▶ _WHAT THE TASK ASKS_: Each line from the beginning of the entries below through the line that includes "interpolation — a quad-tree" must be returned exactly as given.

▶ _DATA TO EXAMINE_:
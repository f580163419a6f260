//! Zoom-level downsampling.
//!
//! Rebuilds zoom level `Z-1` from the tiles of level `Z`: four sibling
//! tiles are composited onto a double-size canvas and resampled back to
//! native tile resolution with bilinear interpolation — a quad-tree
//! reduction, one level at a time.
//!
//! Tiles are read from a directory tree laid out as `Z/column/row.ext`
//! (the shape [`Tileset::extract`](crate::store::Tileset::extract)
//! produces) and written to the mirrored `Z-1/column/row.ext` layout.
//!
//! # Completeness policy
//!
//! A parent tile is produced only from a complete group: all four children
//! present, decodable, and identically sized. Anything less skips the
//! parent entirely — a missing child is never synthesized, and no partial
//! output tile is ever written. Skips are per-parent recoverable
//! conditions; they are counted and logged but never abort the run.
//!
//! # Parallelism
//!
//! Parent groups are independent (disjoint inputs and outputs), so they
//! are processed on the rayon thread pool. Each worker owns its decode and
//! resample buffers; the only shared state is a pair of atomic progress
//! counters, and directory creation, which is idempotent.

use std::collections::{BTreeSet, HashMap};
use std::path::{Path, PathBuf};
use std::sync::atomic::{AtomicU64, Ordering};

use rayon::prelude::*;
use tracing::{debug, error, info, warn};

use crate::error::MbtilerError;
use crate::pixel::PixelBuffer;

/// Options for one downsampling pass.
#[derive(Debug, Clone, Default)]
pub struct DownsampleOptions {
    /// Source zoom level. Defaults to the highest numeric directory name
    /// under the input root.
    pub zoom: Option<u8>,
    /// Convert each parent tile to grayscale after resampling.
    pub grayscale: bool,
    /// Always encode parent tiles as PNG instead of reusing the children's
    /// format.
    pub force_png: bool,
}

/// Outcome of a downsampling pass.
#[derive(Debug, Clone, Copy, PartialEq, Eq)]
pub struct DownsampleReport {
    /// Zoom level the pass read from.
    pub source_zoom: u8,
    /// Parent tiles written at `source_zoom - 1`.
    pub written: u64,
    /// Parent groups skipped (incomplete, undecodable, or mismatched).
    pub skipped: u64,
    /// Complete groups that failed during resample or write.
    pub failed: u64,
}

/// Derive zoom level `Z-1` from the level-`Z` tiles under `input_dir`.
///
/// # Errors
///
/// - [`MbtilerError::NotADirectory`] when the input root is missing
/// - [`MbtilerError::NoZoomLevels`] when no numeric zoom directory exists
/// - [`MbtilerError::SourceZoomTooLow`] for source zoom 0
/// - [`MbtilerError::NoTiles`] when the source level holds zero tiles
pub fn downsample(
    input_dir: impl AsRef<Path>,
    output_dir: impl AsRef<Path>,
    options: &DownsampleOptions,
) -> Result<DownsampleReport, MbtilerError> {
    let input_root = input_dir.as_ref();
    let output_root = output_dir.as_ref();
    if !input_root.is_dir() {
        return Err(MbtilerError::NotADirectory {
            path: input_root.to_path_buf(),
        });
    }

    let source_zoom = match options.zoom {
        Some(zoom) => zoom,
        None => detect_max_zoom(input_root)?,
    };
    if source_zoom == 0 {
        return Err(MbtilerError::SourceZoomTooLow);
    }
    let target_zoom = source_zoom - 1;

    let children = enumerate_level(input_root, source_zoom)?;
    if children.is_empty() {
        return Err(MbtilerError::NoTiles {
            zoom: source_zoom,
            path: input_root.to_path_buf(),
        });
    }

    // Distinct parent coordinates; each parent is processed exactly once
    // no matter how many of its children are present.
    let parents: BTreeSet<(u32, u32)> = children
        .keys()
        .map(|(col, row)| (col / 2, row / 2))
        .collect();

    info!(
        "Downsampling zoom {} -> {}: {} source tiles, {} candidate parents",
        source_zoom,
        target_zoom,
        children.len(),
        parents.len()
    );

    let written = AtomicU64::new(0);
    let skipped = AtomicU64::new(0);
    let failed = AtomicU64::new(0);

    parents.par_iter().for_each(|&(parent_col, parent_row)| {
        match build_parent(&children, parent_col, parent_row, options) {
            Ok(Some((buffer, extension))) => {
                let output_path = output_root
                    .join(target_zoom.to_string())
                    .join(parent_col.to_string())
                    .join(format!("{parent_row}.{extension}"));
                match buffer.save(&output_path) {
                    Ok(()) => {
                        let total = written.fetch_add(1, Ordering::Relaxed) + 1;
                        if total % 100 == 0 {
                            debug!("Downsampled {} parent tiles...", total);
                        }
                    }
                    Err(e) => {
                        error!(
                            "Failed to write parent tile {}/{}/{}: {}",
                            target_zoom, parent_col, parent_row, e
                        );
                        failed.fetch_add(1, Ordering::Relaxed);
                    }
                }
            }
            Ok(None) => {
                skipped.fetch_add(1, Ordering::Relaxed);
            }
            Err(e) => {
                error!(
                    "Failed to resample parent tile {}/{}/{}: {}",
                    target_zoom, parent_col, parent_row, e
                );
                failed.fetch_add(1, Ordering::Relaxed);
            }
        }
    });

    let report = DownsampleReport {
        source_zoom,
        written: written.into_inner(),
        skipped: skipped.into_inner(),
        failed: failed.into_inner(),
    };
    info!(
        "Downsampling completed: {} written, {} skipped, {} failed",
        report.written, report.skipped, report.failed
    );
    Ok(report)
}

/// Assemble and resample one parent tile.
///
/// Returns `Ok(None)` when the group is incomplete and must be skipped.
fn build_parent(
    children: &HashMap<(u32, u32), PathBuf>,
    parent_col: u32,
    parent_row: u32,
    options: &DownsampleOptions,
) -> Result<Option<(PixelBuffer, String)>, MbtilerError> {
    // Row-major 2x2 ordering: index i is child (2c + i%2, 2r + i/2).
    let mut decoded: Vec<PixelBuffer> = Vec::with_capacity(4);
    let mut first_extension: Option<String> = None;

    for i in 0..4u32 {
        let child_coord = (2 * parent_col + i % 2, 2 * parent_row + i / 2);
        let Some(path) = children.get(&child_coord) else {
            debug!(
                "Skipping parent ({}, {}): child {}/{} missing",
                parent_col, parent_row, child_coord.0, child_coord.1
            );
            return Ok(None);
        };
        match PixelBuffer::load(path) {
            Ok(buffer) => {
                if first_extension.is_none() {
                    first_extension = path
                        .extension()
                        .and_then(|e| e.to_str())
                        .map(crate::format::normalize_extension);
                }
                decoded.push(buffer);
            }
            Err(e) => {
                warn!(
                    "Skipping parent ({}, {}): cannot decode '{}': {}",
                    parent_col,
                    parent_row,
                    path.display(),
                    e
                );
                return Ok(None);
            }
        }
    }

    let child_width = decoded[0].width();
    let child_height = decoded[0].height();
    if child_width == 0 || child_height == 0 {
        warn!(
            "Skipping parent ({}, {}): zero-sized child tile",
            parent_col, parent_row
        );
        return Ok(None);
    }
    if decoded
        .iter()
        .any(|b| b.width() != child_width || b.height() != child_height)
    {
        warn!(
            "Skipping parent ({}, {}): child tile dimensions differ",
            parent_col, parent_row
        );
        return Ok(None);
    }

    let mut canvas = PixelBuffer::new(child_width * 2, child_height * 2);
    for (i, child) in decoded.iter().enumerate() {
        let x_offset = (i as u32 % 2) * child_width;
        let y_offset = (i as u32 / 2) * child_height;
        canvas.blit(child, x_offset, y_offset);
    }

    let mut parent = canvas.resize_linear(child_width, child_height)?;
    if options.grayscale {
        parent.to_grayscale();
    }

    let extension = if options.force_png {
        "png".to_string()
    } else {
        first_extension
            .filter(|e| !e.is_empty())
            .unwrap_or_else(|| "png".to_string())
    };

    Ok(Some((parent, extension)))
}

/// Highest numeric directory name under the input root.
fn detect_max_zoom(input_root: &Path) -> Result<u8, MbtilerError> {
    let entries = std::fs::read_dir(input_root).map_err(|e| MbtilerError::Io {
        path: input_root.to_path_buf(),
        source: e,
    })?;

    let mut max_zoom: Option<u8> = None;
    for entry in entries {
        let entry = entry.map_err(|e| MbtilerError::Io {
            path: input_root.to_path_buf(),
            source: e,
        })?;
        if !entry.path().is_dir() {
            continue;
        }
        if let Some(zoom) = entry
            .file_name()
            .to_str()
            .and_then(|name| name.parse::<u8>().ok())
        {
            max_zoom = Some(max_zoom.map_or(zoom, |current| current.max(zoom)));
        }
    }

    max_zoom.ok_or_else(|| MbtilerError::NoZoomLevels {
        path: input_root.to_path_buf(),
    })
}

/// Map every `(column, row)` present at the given zoom to its file path.
fn enumerate_level(
    input_root: &Path,
    zoom: u8,
) -> Result<HashMap<(u32, u32), PathBuf>, MbtilerError> {
    let level_root = input_root.join(zoom.to_string());
    let mut tiles = HashMap::new();
    if !level_root.is_dir() {
        return Ok(tiles);
    }

    let column_dirs = std::fs::read_dir(&level_root).map_err(|e| MbtilerError::Io {
        path: level_root.clone(),
        source: e,
    })?;
    for column_entry in column_dirs {
        let column_entry = column_entry.map_err(|e| MbtilerError::Io {
            path: level_root.clone(),
            source: e,
        })?;
        let column_path = column_entry.path();
        if !column_path.is_dir() {
            continue;
        }
        let Some(column) = column_entry
            .file_name()
            .to_str()
            .and_then(|name| name.parse::<u32>().ok())
        else {
            continue;
        };

        let row_files = std::fs::read_dir(&column_path).map_err(|e| MbtilerError::Io {
            path: column_path.clone(),
            source: e,
        })?;
        for row_entry in row_files {
            let row_entry = row_entry.map_err(|e| MbtilerError::Io {
                path: column_path.clone(),
                source: e,
            })?;
            let row_path = row_entry.path();
            if row_path.is_dir() {
                continue;
            }
            let Some(row) = row_path
                .file_stem()
                .and_then(|stem| stem.to_str())
                .and_then(|stem| stem.parse::<u32>().ok())
            else {
                continue;
            };
            tiles.insert((column, row), row_path);
        }
    }

    Ok(tiles)
}

// =============================================================================
// Tests
// =============================================================================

▶ _RESULT_:
repository f580163419a6f260
//! Zoom-level downsampling.
//!
//! Rebuilds zoom level `Z-1` from the tiles of level `Z`: four sibling
//! tiles are composited onto a double-size canvas and resampled back to
//! native tile resolution with bilinear interpolation — a quad-tree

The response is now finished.